Logging and Tracking Object Activity

Logging and Tracking Object Activity

Old forum URL: forums.lhotka.net/forums/t/3485.aspx


ltgrady posted on Wednesday, September 05, 2007

We have a couple of apps using our brand and project objects.  It's a product database holding product catalog information that is searched and reported on.  That's a very, very over simplified statement about what the app does.

We want to start adding tracking and logging for a lot of our biz functions.  For instance, every time a user submits a search (either on search aspx page, through web service, or some other source) then we want our SearchResults business object to track the critiera, and the products returned.  Every time a user downloads a hi res image from our Search Results page or our Image Vault we want to track the User, the date, the time, the image name.  Etc..

So essentially we want to create some kind of logging/tracking system.  I'm not sure whether to go forward in one of three ways:

1.  Build a Tracking/Logging Biz object.  A very generic object that takes information and saves it into some kind of table that can be retrieved for reporting later.  There would have to be Log Types and several different tables for different kinds of information, but try to use a single Object or service to do the tracking/saivng on info.

2.  Build into my Data Access of existing objects to save to the log tables.  For instance, search would get search results and save those results into log table.  I'm afraid of performance issues here. 

3.  Use some kind of 3rd party or MS block that already does a lot of this work/plumbing.  Something easy to use with good performance and easy to integrate into my CSLA objects.

 

Anyone doing this already, have any suggestions? Thanks, larry

ltgrady replied on Thursday, September 06, 2007

After doing some more reading i'm considering either using the Enterprise Library and referencing it in my CSLA object, or, I've been reading about Service Broker in SQL 2005.  Service Broker sounds interesting, having my CSLA object stored procedures send asynchronous messages that can save my auditing/logging informaiton and not hold up my process at all. 

Anyone used either of these before, anyone have any suggestions or has anyone done anything similar?

SonOfPirate replied on Thursday, September 06, 2007

Not sure that Service Broker would do the job when you want to have logging initiated by user actions.  You'd still need some way to trigger the Service Broker.  But maybe...
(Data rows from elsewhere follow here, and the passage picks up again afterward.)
//! The marimo toolchain driven through isolated child processes.

use std::ffi::OsStr;
use std::path::Path;
use std::process::{Output, Stdio};
use std::time::{Duration, Instant};

use async_trait::async_trait;
use tokio::process::Command;
use tracing::{debug, info, warn};

use crate::application::backend::{ApplicationProbe, BackendError, Exporter, NotebookSource};
use crate::domain::cells::NotebookSnapshot;

const PROBE_SCRIPT: &str = r#"
import importlib.util, sys
try:
    import marimo
    spec = importlib.util.spec_from_file_location("__marimo_probe__", sys.argv[1])
    module = importlib.util.module_from_spec(spec)
    spec.loader.exec_module(module)
    sys.exit(0 if isinstance(getattr(module, "app", None), marimo.App) else 3)
except BaseException:
    sys.exit(4)
"#;

const NOTEBOOK_SCRIPT: &str = r#"
import json, sys
from marimo._session.notebook import AppFileManager
from marimo._utils.code import hash_code
from marimo._version import __version__
manager = AppFileManager(sys.argv[1])
cells = []
for cell in manager.app.cell_manager.cell_data():
    code = cell.code or ""
    cells.append({
        "id": cell.cell_id,
        "code": code,
        "code_hash": hash_code(code) if code else None,
        "name": cell.name,
        "config": cell.config.asdict(),
    })
json.dump({"version": "1", "metadata": {"marimo_version": __version__}, "cells": cells}, sys.stdout)
"#;

/// Program names and limits for the marimo child processes.
#[derive(Debug, Clone)]
pub struct MarimoProcess {
    python: String,
    marimo: String,
    timeout: Duration,
}

impl MarimoProcess {
    pub fn new(python: impl Into<String>, marimo: impl Into<String>, timeout: Duration) -> Self {
        Self {
            python: python.into(),
            marimo: marimo.into(),
            timeout,
        }
    }

    async fn run<I, S>(&self, program: &str, args: I) -> Result<Output, BackendError>
    where
        I: IntoIterator<Item = S>,
        S: AsRef<OsStr>,
    {
        let child = Command::new(program)
            .args(args)
            .stdin(Stdio::null())
            .stdout(Stdio::piped())
            .stderr(Stdio::piped())
            .kill_on_drop(true)
            .spawn()
            .map_err(|source| BackendError::Spawn {
                program: program.to_string(),
                source,
            })?;

        match tokio::time::timeout(self.timeout, child.wait_with_output()).await {
            Ok(output) => Ok(output?),
            Err(_) => Err(BackendError::Timeout {
                program: program.to_string(),
                seconds: self.timeout.as_secs(),
            }),
        }
    }

    fn check_exit(program: &str, output: &Output) -> Result<(), BackendError> {
        if output.status.success() {
            return Ok(());
        }
        Err(BackendError::Exit {
            program: program.to_string(),
            status: output.status.to_string(),
            stderr: String::from_utf8_lossy(&output.stderr).trim().to_string(),
        })
    }

    async fn load_notebook(&self, path: &Path) -> Result<NotebookSnapshot, BackendError> {
        let args: [&OsStr; 3] = ["-c".as_ref(), NOTEBOOK_SCRIPT.as_ref(), path.as_os_str()];
        let output = self.run(&self.python, args).await?;
        Self::check_exit(&self.python, &output)?;
        serde_json::from_slice(&output.stdout).map_err(|err| BackendError::decode(err.to_string()))
    }
}

#[async_trait]
impl ApplicationProbe for MarimoProcess {
    async fn is_application(&self, path: &Path) -> bool {
        let args: [&OsStr; 3] = ["-c".as_ref(), PROBE_SCRIPT.as_ref(), path.as_os_str()];
        match self.run(&self.python, args).await {
            Ok(output) => {
                debug!(
                    target = "marimo_gateway::marimo",
                    op = "probe",
                    path = %path.display(),
                    exit = %output.status,
                    "Probed document"
                );
                output.status.success()
            }
            Err(err) => {
                warn!(
                    target = "marimo_gateway::marimo",
                    op = "probe",
                    path = %path.display(),
                    error = %err,
                    "Application probe failed"
                );
                false
            }
        }
    }
}

#[async_trait]
impl Exporter for MarimoProcess {
    async fn export_html(&self, path: &Path, include_code: bool) -> Result<String, BackendError> {
        let started_at = Instant::now();
        let workdir = tempfile::Builder::new()
            .prefix("marimo-export")
            .tempdir()?;
        let output_path = workdir.path().join("export.html");
        let code_flag = if include_code {
            "--include-code"
        } else {
            "--no-include-code"
        };

        let args: [&OsStr; 6] = [
            "export".as_ref(),
            "html".as_ref(),
            path.as_os_str(),
            "-o".as_ref(),
            output_path.as_os_str(),
            code_flag.as_ref(),
        ];
        let output = self.run(&self.marimo, args).await?;
        Self::check_exit(&self.marimo, &output)?;

        let html = tokio::fs::read_to_string(&output_path).await?;
        info!(
            target = "marimo_gateway::marimo",
            op = "export",
            path = %path.display(),
            include_code,
            html_bytes = html.len(),
            elapsed_ms = started_at.elapsed().as_millis() as u64,
            "Exported document"
        );
        Ok(html)
    }
}

#[async_trait]
impl NotebookSource for MarimoProcess {
    async fn notebook_snapshot(&self, path: &Path) -> Option<NotebookSnapshot> {
        match self.load_notebook(path).await {
            Ok(snapshot) => Some(snapshot),
            Err(err) => {
                warn!(
                    target = "marimo_gateway::marimo",
                    op = "notebook_snapshot",
                    path = %path.display(),
                    error = %err,
                    "Failed to load notebook"
                );
                None
            }
        }
    }
}

#[cfg(all(test, unix))]
mod tests {
    use super::*;

    use std::fs;
    use std::os::unix::fs::PermissionsExt;

    use tempfile::TempDir;

    fn script(dir: &TempDir, name: &str, body: &str) -> String {
        let path = dir.path().join(name);
        fs::write(&path, format!("#!/bin/sh\n{body}\n")).unwrap();
        fs::set_permissions(&path, fs::Permissions::from_mode(0o755)).unwrap();
        path.display().to_string()
    }

    #[tokio::test]
    async fn missing_interpreter_is_not_an_application() {
        let backend = MarimoProcess::new(
            "/nonexistent/python",
            "/nonexistent/marimo",
            Duration::from_secs(5),
        );
        assert!(!backend.is_application(Path::new("app.py")).await);
        assert!(backend.notebook_snapshot(Path::new("app.py")).await.is_none());
    }

    #[tokio::test]
    async fn exporter_reads_the_written_file() {
        let dir = TempDir::new().unwrap();
        // Arguments: export html <file> -o <out> <flag>
        let marimo = script(&dir, "marimo", r#"printf '<html>%s</html>' "$6" > "$5""#);
        let backend = MarimoProcess::new("python3", marimo, Duration::from_secs(5));

        let html = backend
            .export_html(Path::new("app.py"), false)
            .await
            .unwrap();
        assert_eq!(html, "<html>--no-include-code</html>");
    }

    #[tokio::test]
    async fn failing_export_reports_stderr() {
        let dir = TempDir::new().unwrap();
        let marimo = script(&dir, "marimo", "echo boom >&2; exit 2");
        let backend = MarimoProcess::new("python3", marimo, Duration::from_secs(5));

        let err = backend
            .export_html(Path::new("app.py"), true)
            .await
            .unwrap_err();
        match err {
            BackendError::Exit { stderr, .. } => assert_eq!(stderr, "boom"),
            other => panic!("unexpected error: {other:?}"),
        }
    }

    #[tokio::test]
    async fn slow_children_time_out() {
        let dir = TempDir::new().unwrap();
        let python = script(&dir, "python", "sleep 5");
        let backend = MarimoProcess::new(python, "marimo", Duration::from_millis(100));

        let err = backend.load_notebook(Path::new("app.py")).await.unwrap_err();
        assert!(matches!(err, BackendError::Timeout { .. }));
    }

    #[tokio::test]
    async fn notebook_snapshot_is_decoded_from_stdout() {
        let dir = TempDir::new().unwrap();
        let python = script(
            &dir,
            "python",
            r#"echo '{"version":"1","metadata":{},"cells":[{"id":"Hbol","code":"x = 1","code_hash":"h","name":"_","config":{}}]}'"#,
        );
        let backend = MarimoProcess::new(python, "marimo", Duration::from_secs(5));

        let snapshot = backend
            .notebook_snapshot(Path::new("app.py"))
            .await
            .unwrap();
        assert_eq!(snapshot.cells[0].id, "Hbol");
        assert_eq!(snapshot.cells[0].code, "x = 1");
    }
}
Aside from that, I've handled this a couple of ways in this past:

1. Utilize the existing Trace feature.  In this case, I defined a custom SqlTraceListener that interacted with my Log business object to create and store log info in the app's data store.  The benefit of this approach is that the notification system is in place already.  There's no need to wire-up event handers to the various objects (following the good ol' observer patterns) to receive notifications when and what to log.  All you need to do is add Trace.WriteXYZ calls into your code where you want something logged.  Down side is that you have no way to block unexpected things from being logged as any Trace statement will trigger the process.

2. I've also gone the custom Logger-type object route.  That object is responsible for the actual logging part.  It's up to the business objects or other code (such as Command objects) to interact with the Logger and call the WriteToLog method where needed.  The benefit of this is greater control over how it's used.

HTH

 

Professor Rotwang replied on Friday, September 07, 2007

SonOfPirate,
As an aside, for the custom Logger approach, how did you handle the case where the WriteToLog was called via one of the data portal methods? For example, if the log output was a file on the client, then the write would fail if called on the server-side.

I'm also about to start looking into logging activity, not as an audit but just to aid performance and error analysis. The only thing I've come up with so far is having a singleton Logger which would be local to the client, and another one that would be local to the server. The real work would then be in merging the two logs to give a genuine, properly ordered trace of what happened and when.

Sorry if I've hijacked this thread, but it may also be useful for the OP.